請求項2に記載の発明は、請求項1に記載の射出成形機システムにおいて、前記電力供給装置と複数台の前記電動射出成形機は相互にネットワーク接続され、前記電動射出成形機に関する情報が前記電力供給装置に送信されるようになっていることを特徴とする射出成形機システムとして構成される。

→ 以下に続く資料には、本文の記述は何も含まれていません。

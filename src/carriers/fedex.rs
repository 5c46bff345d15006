//! FedEx API client (base spec §4.9): OAuth2 client-credentials grant, falls
//! back to scraping in the registry when credentials are absent.

use async_trait::async_trait;
use chrono::Utc;
use parking_lot::Mutex;
use reqwest::Client;
use serde::Deserialize;

use crate::carriers::client::{
    CarrierClient, CarrierError, ClientKind, TrackEvent, TrackErrorDetail, TrackRequest,
    TrackResponse, TrackResult,
};
use crate::carriers::validators;

struct CachedToken {
    access_token: String,
    expires_at: chrono::DateTime<Utc>,
}

pub struct FedexApiClient {
    client_id: String,
    client_secret: String,
    api_url: String,
    http: Client,
    token: Mutex<Option<CachedToken>>,
}

#[derive(Deserialize)]
struct TokenResponse {
    access_token: String,
    expires_in: i64,
}

#[derive(Deserialize)]
struct FedexTrackResponse {
    output: FedexOutput,
}

#[derive(Deserialize)]
struct FedexOutput {
    #[serde(rename = "completeTrackResults")]
    complete_track_results: Vec<FedexTrackResult>,
}

#[derive(Deserialize)]
struct FedexTrackResult {
    #[serde(rename = "trackingNumber")]
    tracking_number: String,
    #[serde(rename = "trackResults")]
    track_results: Vec<FedexEventGroup>,
}

#[derive(Deserialize)]
struct FedexEventGroup {
    #[serde(rename = "latestStatusDetail")]
    latest_status_detail: Option<FedexStatusDetail>,
    #[serde(rename = "scanEvents", default)]
    scan_events: Vec<FedexScanEvent>,
}

#[derive(Deserialize)]
struct FedexStatusDetail {
    #[serde(rename = "statusByLocale")]
    status_by_locale: String,
}

#[derive(Deserialize)]
struct FedexScanEvent {
    date: chrono::DateTime<Utc>,
    #[serde(rename = "eventDescription")]
    event_description: String,
    #[serde(rename = "scanLocation")]
    scan_location: Option<FedexLocation>,
}

#[derive(Deserialize)]
struct FedexLocation {
    city: Option<String>,
}

impl FedexApiClient {
    pub fn new(client_id: String, client_secret: String, api_url: String, http: Client) -> Self {
        Self {
            client_id,
            client_secret,
            api_url,
            http,
            token: Mutex::new(None),
        }
    }

    async fn access_token(&self) -> Result<String, CarrierError> {
        if let Some(cached) = self.token.lock().as_ref() {
            if cached.expires_at > Utc::now() {
                return Ok(cached.access_token.clone());
            }
        }

        let resp = self
            .http
            .post(format!("{}/oauth/token", self.api_url))
            .form(&[
                ("grant_type", "client_credentials"),
                ("client_id", self.client_id.as_str()),
                ("client_secret", self.client_secret.as_str()),
            ])
            .send()
            .await
            .map_err(|e| CarrierError::Upstream {
                carrier: "fedex".to_string(),
                message: format!("token request failed: {e}"),
            })?;

        if !resp.status().is_success() {
            return Err(CarrierError::Upstream {
                carrier: "fedex".to_string(),
                message: format!("token request returned HTTP {}", resp.status()),
            });
        }

        let parsed: TokenResponse = resp.json().await.map_err(|e| CarrierError::Upstream {
            carrier: "fedex".to_string(),
            message: format!("token response decode failed: {e}"),
        })?;

        let expires_at = Utc::now() + chrono::Duration::seconds(parsed.expires_in - 30);
        *self.token.lock() = Some(CachedToken {
            access_token: parsed.access_token.clone(),
            expires_at,
        });

        Ok(parsed.access_token)
    }
}

#[async_trait]
impl CarrierClient for FedexApiClient {
    fn kind(&self) -> ClientKind {
        ClientKind::Api
    }

    fn validate(&self, tracking_number: &str) -> bool {
        validators::validate("fedex", tracking_number)
    }

    async fn track(&self, request: TrackRequest) -> Result<TrackResponse, CarrierError> {
        let token = self.access_token().await?;
        let mut response = TrackResponse::default();

        let valid_numbers: Vec<&String> = request
            .tracking_numbers
            .iter()
            .filter(|tn| self.validate(tn))
            .collect();

        if valid_numbers.is_empty() {
            return Ok(response);
        }

        let track_requests: Vec<_> = valid_numbers
            .iter()
            .map(|tn| {
                serde_json::json!({
                    "trackingNumberInfo": { "trackingNumber": tn }
                })
            })
            .collect();

        let resp = self
            .http
            .post(format!("{}/track/v1/trackingnumbers", self.api_url))
            .bearer_auth(&token)
            .json(&serde_json::json!({ "trackingInfo": track_requests }))
            .send()
            .await
            .map_err(|e| CarrierError::Upstream {
                carrier: "fedex".to_string(),
                message: e.to_string(),
            })?;

        if resp.status() == reqwest::StatusCode::TOO_MANY_REQUESTS {
            return Err(CarrierError::RateLimited {
                carrier: "fedex".to_string(),
            });
        }

        if !resp.status().is_success() {
            response.errors.push(TrackErrorDetail {
                carrier: "fedex".to_string(),
                code: resp.status().as_str().to_string(),
                message: format!("FedEx API returned HTTP {}", resp.status()),
                rate_limit: false,
                retryable: resp.status().is_server_error(),
            });
            return Ok(response);
        }

        let parsed: FedexTrackResponse = resp.json().await.map_err(|e| CarrierError::Upstream {
            carrier: "fedex".to_string(),
            message: format!("response decode failed: {e}"),
        })?;

        for result in parsed.output.complete_track_results {
            let Some(group) = result.track_results.into_iter().next() else {
                continue;
            };

            let status = group
                .latest_status_detail
                .map(|d| d.status_by_locale)
                .unwrap_or_else(|| "in_transit".to_string());

            let mut events: Vec<TrackEvent> = group
                .scan_events
                .into_iter()
                .map(|e| TrackEvent {
                    timestamp: e.date,
                    location: e.scan_location.and_then(|l| l.city),
                    status: status.clone(),
                    description: e.event_description,
                })
                .collect();
            events.sort_by_key(|e| e.timestamp);

            let is_delivered = status.eq_ignore_ascii_case("delivered");
            let last_updated = events.last().map(|e| e.timestamp);

            response.results.push(TrackResult {
                tracking_number: result.tracking_number,
                status,
                actual_delivery: if is_delivered { last_updated } else { None },
                last_updated,
                events,
            });
        }

        Ok(response)
    }
}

請求項3に記載の発明は、請求項1に記載の射出成形機システムにおいて、前記射出成形機システムは情報処理装置を備え、該情報処理装置と前記電力供給装置と複数台の前記電動射出成形機は相互にネットワーク接続され、前記電動射出成形機に関する情報が前記情報処理装置に送信されるようになっていることを特徴とする射出成形機システムとして構成される。
【発明の効果】
【0013】
以上のように本発明は、電力を供給する電力供給装置と、該電力供給装置から電力の供給を受けて駆動される複数台の電動射出成形機とからなり、これらが伝送用電圧線によって相互に接続されている射出成形機システムとして構成されている。電力供給装置は、工場から供給される三相交流電圧を直流電圧に変換する交流直流変換回路と、電力を貯蔵すると共に必要に応じて直流電圧として供給する蓄電装置とを備え、該電力供給装置から伝送用電圧線に出力される電力は伝送用の直流電圧である伝送用直流電圧にされるようになっている。そして電動射出成形機は直流電圧昇降圧回路を備え、伝送用電圧線からの伝送用直流電圧が直流電圧昇降圧回路によって駆動用直流電圧に昇圧され、該駆動用直流電圧が電動射出成形機に設けられているインバータに供給されるようになっている。このように電力を供給する電力供給装置は蓄電装置を備えているので、必要に応じて蓄電装置に電力を貯蔵したり蓄電装置から電力を供給したりできる。そうすると、結果的に工場から電力供給装置に供給される三相交流電圧の電力が平滑化され、最大電力は小さくなる。従って本発明の射出成形機システムは工場の受電設備に対する負担が少なく、電気料金は安くなる。また蓄電装置の蓄電容量を十分に大きくすれば、停電時にも電動射出成形機に電力を供給することができ、電動射出成形機を運転し続けることができる。そして本発明によると、電動射出成形機は、直流電圧昇降圧回路によって伝送用直流電圧を駆動用直流電圧に昇圧してインバータに供給している。そうすると、もし他の電動射出成形機において大量の電力が消費されて伝送用直流電圧が一時的に低下したとしても、直流電圧昇降圧回路を適切に制御して駆動用直流電圧は一定に安定させることができる。つまり伝送用直流電圧が一時的に低下しても、インバータの電力供給には全く影響を与えない。本発明によると電動射出成形機は、必要な電力が安定的に得られることが保証される。
【0014】
他の発明によると、射出成形機システムにおいて、電力供給装置と複数台の電動射出成形機は相互にネットワーク接続され、電動射出成形機に関する情報が電力供給装置に送信されるようになっている。また他の発明によると、射出成形機システムは情報処理装置を備え、該情報処理装置と電力供給装置と複数台の電動射出成形機は相互にネットワーク接続され、電動射出成形機に関する情報が情報処理装置に送信されるようになっている。従って、これらの発明においては射出成形機システムに属する電動射出成形機の電力情報や動作情報を送信して電力供給装置または情報処理装置で集中的に管理できる。例えば電力情報であれば、平均電力であったり、瞬時電力であったり、色々な電力情報を管理することができる。これらの電力情報はディスプレイに表示することもできるし、あるいはシステム全体における合計の電力が電力供給装置が供給できる最大電力に近づいてきたら警報を発することもできる。さらには、電力供給装置が供給可能な最大電力に近づいてきたら、システムに属する電動射出成形機に、電力の消費量が多い工程、つまり射出工程を遅らせるような指令を出すことも可能になる。
【図面の簡単な説明】
【0015】
図1】本発明の実施の形態に係る射出成形機システムを示す、システムブロック図である。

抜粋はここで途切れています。